RECORDED INFORMATION:
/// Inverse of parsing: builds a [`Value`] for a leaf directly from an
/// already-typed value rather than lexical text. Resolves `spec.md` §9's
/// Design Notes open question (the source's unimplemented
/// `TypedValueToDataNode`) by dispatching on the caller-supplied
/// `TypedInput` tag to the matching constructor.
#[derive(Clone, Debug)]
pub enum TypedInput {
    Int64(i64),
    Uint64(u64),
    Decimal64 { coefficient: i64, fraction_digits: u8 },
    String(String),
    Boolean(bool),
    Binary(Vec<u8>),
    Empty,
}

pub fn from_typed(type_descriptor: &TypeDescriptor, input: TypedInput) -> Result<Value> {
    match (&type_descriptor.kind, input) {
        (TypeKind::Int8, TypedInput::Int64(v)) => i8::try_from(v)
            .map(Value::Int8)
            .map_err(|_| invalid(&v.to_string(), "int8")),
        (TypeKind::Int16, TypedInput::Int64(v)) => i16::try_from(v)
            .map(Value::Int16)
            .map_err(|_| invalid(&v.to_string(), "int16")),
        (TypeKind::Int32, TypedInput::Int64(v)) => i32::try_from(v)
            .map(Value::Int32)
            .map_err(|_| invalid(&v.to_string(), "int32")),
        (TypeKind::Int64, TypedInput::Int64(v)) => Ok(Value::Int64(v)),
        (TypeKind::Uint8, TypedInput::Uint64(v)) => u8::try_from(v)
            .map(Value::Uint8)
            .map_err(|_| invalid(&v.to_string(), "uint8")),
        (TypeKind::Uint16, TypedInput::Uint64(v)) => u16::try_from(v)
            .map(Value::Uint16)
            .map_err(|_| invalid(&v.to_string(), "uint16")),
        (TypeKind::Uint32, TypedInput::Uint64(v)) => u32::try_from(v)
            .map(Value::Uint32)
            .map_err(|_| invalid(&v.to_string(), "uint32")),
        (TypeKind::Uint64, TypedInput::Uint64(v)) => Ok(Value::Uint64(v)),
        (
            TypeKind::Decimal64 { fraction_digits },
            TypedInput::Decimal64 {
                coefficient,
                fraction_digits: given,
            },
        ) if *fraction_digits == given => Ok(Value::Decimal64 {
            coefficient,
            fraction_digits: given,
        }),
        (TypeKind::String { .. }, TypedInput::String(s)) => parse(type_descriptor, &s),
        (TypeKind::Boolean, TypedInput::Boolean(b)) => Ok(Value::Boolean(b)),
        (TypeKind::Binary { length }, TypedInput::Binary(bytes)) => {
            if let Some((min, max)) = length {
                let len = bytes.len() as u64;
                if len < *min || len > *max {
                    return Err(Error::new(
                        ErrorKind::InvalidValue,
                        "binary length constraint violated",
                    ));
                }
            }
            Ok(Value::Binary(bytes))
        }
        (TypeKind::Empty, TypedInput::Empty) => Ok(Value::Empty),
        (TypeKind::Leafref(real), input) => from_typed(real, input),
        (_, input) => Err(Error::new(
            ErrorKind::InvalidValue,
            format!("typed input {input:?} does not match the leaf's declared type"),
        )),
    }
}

WHAT NEEDS TO BE DONE: Copy each line above where "coefficient" appears.

ANSWER FOR THIS EXERCISE:
    Decimal64 { coefficient: i64, fraction_digits: u8 },
                coefficient,
            coefficient,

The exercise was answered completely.